Exploring ‘But God’ In Scripture And Why It Is A Significant Bible Phrase

Photo of author

Published by Kenneth Garcia


Co-Founder of Biblekeeper, Author & Theologian

Last Updated:

Editorial Policy and Guidelines

Our content is expertly crafted and reviewed by theologians and scholars, ensuring accuracy and relevance by referencing reliable sources, primarily the Bible. Before publication and significant updates, we rigorously confirm the factual integrity, delivering well-informed articles grounded in biblical teachings

Life can often throw us curveballs, leaving us feeling overwhelmed and uncertain. We grapple with difficult circumstances, unexpected setbacks, and personal trials that test our resilience. In the face of such challenges, it’s natural to question our purpose and search for a glimmer of hope to guide us through the darkness.

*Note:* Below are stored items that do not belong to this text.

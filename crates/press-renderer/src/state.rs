//! Event-processing state for the HTML renderer.

use std::collections::{BTreeMap, HashMap};
use std::fmt::Write;

/// Fenced or indented code block being collected.
#[derive(Default)]
pub(crate) struct CodeBlockState {
    active: bool,
    language: Option<String>,
    buffer: String,
}

impl CodeBlockState {
    pub(crate) fn start(&mut self, language: Option<String>) {
        self.active = true;
        self.language = language;
        self.buffer.clear();
    }

    /// End the block and return (language, content).
    pub(crate) fn end(&mut self) -> (Option<String>, String) {
        self.active = false;
        (self.language.take(), std::mem::take(&mut self.buffer))
    }

    pub(crate) fn is_active(&self) -> bool {
        self.active
    }

    pub(crate) fn push_str(&mut self, text: &str) {
        self.buffer.push_str(text);
    }
}

/// Alt text capture for images.
#[derive(Default)]
pub(crate) struct ImageState {
    pending: Option<(String, String)>,
    alt: String,
}

impl ImageState {
    pub(crate) fn start(&mut self, src: String, title: String) {
        self.pending = Some((src, title));
        self.alt.clear();
    }

    pub(crate) fn is_active(&self) -> bool {
        self.pending.is_some()
    }

    pub(crate) fn push_str(&mut self, text: &str) {
        self.alt.push_str(text);
    }

    /// End capture and return (src, title, alt).
    pub(crate) fn end(&mut self) -> Option<(String, String, String)> {
        self.pending
            .take()
            .map(|(src, title)| (src, title, std::mem::take(&mut self.alt)))
    }
}

/// Plain-text capture of the first level-1 heading.
#[derive(Default)]
pub(crate) struct TitleState {
    title: Option<String>,
    capturing: bool,
    buffer: String,
}

impl TitleState {
    pub(crate) fn start_heading(&mut self, level: u8) {
        if level == 1 && self.title.is_none() {
            self.capturing = true;
            self.buffer.clear();
        }
    }

    pub(crate) fn push_text(&mut self, text: &str) {
        if self.capturing {
            self.buffer.push_str(text);
        }
    }

    pub(crate) fn end_heading(&mut self) {
        if self.capturing {
            self.capturing = false;
            let text = self.buffer.trim();
            if !text.is_empty() {
                self.title = Some(text.to_owned());
            }
        }
    }

    pub(crate) fn take(&mut self) -> Option<String> {
        self.title.take()
    }
}

/// Footnote numbering and collected definitions.
///
/// Numbers follow the order of first reference; a definition that is never
/// referenced gets the next number when it is seen.
#[derive(Default)]
pub(crate) struct FootnoteState {
    numbers: HashMap<String, usize>,
    /// Rendered definition bodies by number.
    definitions: BTreeMap<usize, String>,
    /// Label of the open definition and the output it interrupted.
    open: Option<(String, String)>,
}

impl FootnoteState {
    /// Number for a reference to `label`, and whether it is the first one.
    pub(crate) fn reference(&mut self, label: &str) -> (usize, bool) {
        if let Some(&number) = self.numbers.get(label) {
            return (number, false);
        }
        let number = self.numbers.len() + 1;
        self.numbers.insert(label.to_owned(), number);
        (number, true)
    }

    /// Start collecting the definition of `label`; `output` is the body
    /// rendered so far, handed back by [`end_definition`](Self::end_definition).
    pub(crate) fn start_definition(&mut self, label: &str, output: String) {
        self.open = Some((label.to_owned(), output));
    }

    /// Store `body` for the open definition and return the interrupted output.
    pub(crate) fn end_definition(&mut self, body: String) -> Option<String> {
        let (label, output) = self.open.take()?;
        let (number, _) = self.reference(&label);
        self.definitions.insert(number, body);
        Some(output)
    }

    /// Footnotes section, empty when nothing was defined.
    pub(crate) fn render(&mut self) -> String {
        if self.definitions.is_empty() {
            return String::new();
        }
        let mut html = String::from(r#"<section class="footnotes"><ol>"#);
        for (number, body) in std::mem::take(&mut self.definitions) {
            write!(
                html,
                r##"<li id="fn{number}" value="{number}">{body}<a href="#fnref{number}" class="footnote-backref">↩</a></li>"##
            )
            .unwrap();
        }
        html.push_str("</ol></section>");
        self.numbers.clear();
        html
    }
}

/// Escape HTML special characters.
#[must_use]
pub fn escape_html(s: &str) -> String {
    let mut result = String::with_capacity(s.len());
    for c in s.chars() {
        match c {
            '&' => result.push_str("&amp;"),
            '<' => result.push_str("&lt;"),
            '>' => result.push_str("&gt;"),
            '"' => result.push_str("&quot;"),
            '\'' => result.push_str("&#x27;"),
            _ => result.push(c),
        }
    }
    result
}
//! Diagram fences rendered to inline images.

use std::sync::Arc;

use base64::Engine;
use base64::prelude::BASE64_STANDARD;
use press_blocks::is_diagram_language;
use press_diagrams::{DiagramChain, DiagramMemo, DiagramOutcome};

use crate::code_block::{CodeBlockProcessor, ExtractedCodeBlock, ProcessResult};
use crate::state::escape_html;

fn placeholder_marker(index: usize) -> String {
    format!("<!--press-diagram-{index}-->")
}

/// Replaces `mermaid`/`mmd` fences with rendered images.
///
/// Fences are collected during rendering and sent through the chain in one
/// parallel batch during post-processing. Images are embedded as data URIs;
/// failed diagrams become a placeholder block.
pub struct DiagramProcessor {
    chain: Arc<DiagramChain>,
    memo: DiagramMemo,
    extracted: Vec<ExtractedCodeBlock>,
}

impl DiagramProcessor {
    #[must_use]
    pub fn new(chain: Arc<DiagramChain>) -> Self {
        Self {
            chain,
            memo: DiagramMemo::new(),
            extracted: Vec::new(),
        }
    }

    /// Share outcomes with other renderings of the same document.
    #[must_use]
    pub fn with_memo(mut self, memo: &DiagramMemo) -> Self {
        self.memo = memo.clone();
        self
    }
}

fn outcome_html(outcome: &DiagramOutcome) -> String {
    match outcome {
        DiagramOutcome::Image(image) => format!(
            r#"<figure class="diagram"><img src="data:{};base64,{}" alt="Diagram"></figure>"#,
            image.format.mime_type(),
            BASE64_STANDARD.encode(&image.bytes)
        ),
        DiagramOutcome::Placeholder(text) => format!(
            r#"<div class="diagram-placeholder">{}</div>"#,
            escape_html(text)
        ),
    }
}

impl CodeBlockProcessor for DiagramProcessor {
    fn process(&mut self, language: &str, source: &str, index: usize) -> ProcessResult {
        if !is_diagram_language(language) {
            return ProcessResult::PassThrough;
        }
        self.extracted.push(ExtractedCodeBlock {
            index,
            language: language.to_owned(),
            source: source.to_owned(),
        });
        ProcessResult::Placeholder(placeholder_marker(index))
    }

    fn post_process(&mut self, html: &mut String) {
        if self.extracted.is_empty() {
            return;
        }
        let sources: Vec<&str> = self.extracted.iter().map(|b| b.source.as_str()).collect();
        let outcomes = self.memo.render_all(&self.chain, &sources);
        for (block, outcome) in self.extracted.iter().zip(&outcomes) {
            *html = html.replace(&placeholder_marker(block.index), &outcome_html(outcome));
        }
    }

    fn extracted(&self) -> &[ExtractedCodeBlock] {
        &self.extracted
    }
}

The “But God” phrase commonly found in the Bible is a profound concept with transformative power in our lives. With two words, it explores the depths of despair and the emergence of hope, inviting readers on a journey of faith and self-discovery[1]. Amidst the chaos and confusion, the “But God” Bible verses serve as an anchor, reminding us that there is a greater force at work.

Key Takeaways

  • The phrase “But God” in the Bible often marks a pivotal moment of divine intervention, especially when all seems lost or hopeless. It represents a turning point, where God’s actions bring about a positive change or deliverance, highlighting His power and sovereignty over challenging situations.
  • Central to the Gospel message, “But God” emphasizes God’s grace and the salvation available through Jesus Christ. It highlights the contrast between human sinfulness and divine mercy, exemplified in verses like Romans 5:8, where Christ’s sacrifice offers redemption while humanity is still in sin.
  • The phrase underscores the importance of faith and reliance on God’s plan, even in the face of adversity or uncertainty. It serves as a reminder that God’s wisdom and plans are superior to our understanding, and that trusting in Him can provide strength and comfort during difficult times.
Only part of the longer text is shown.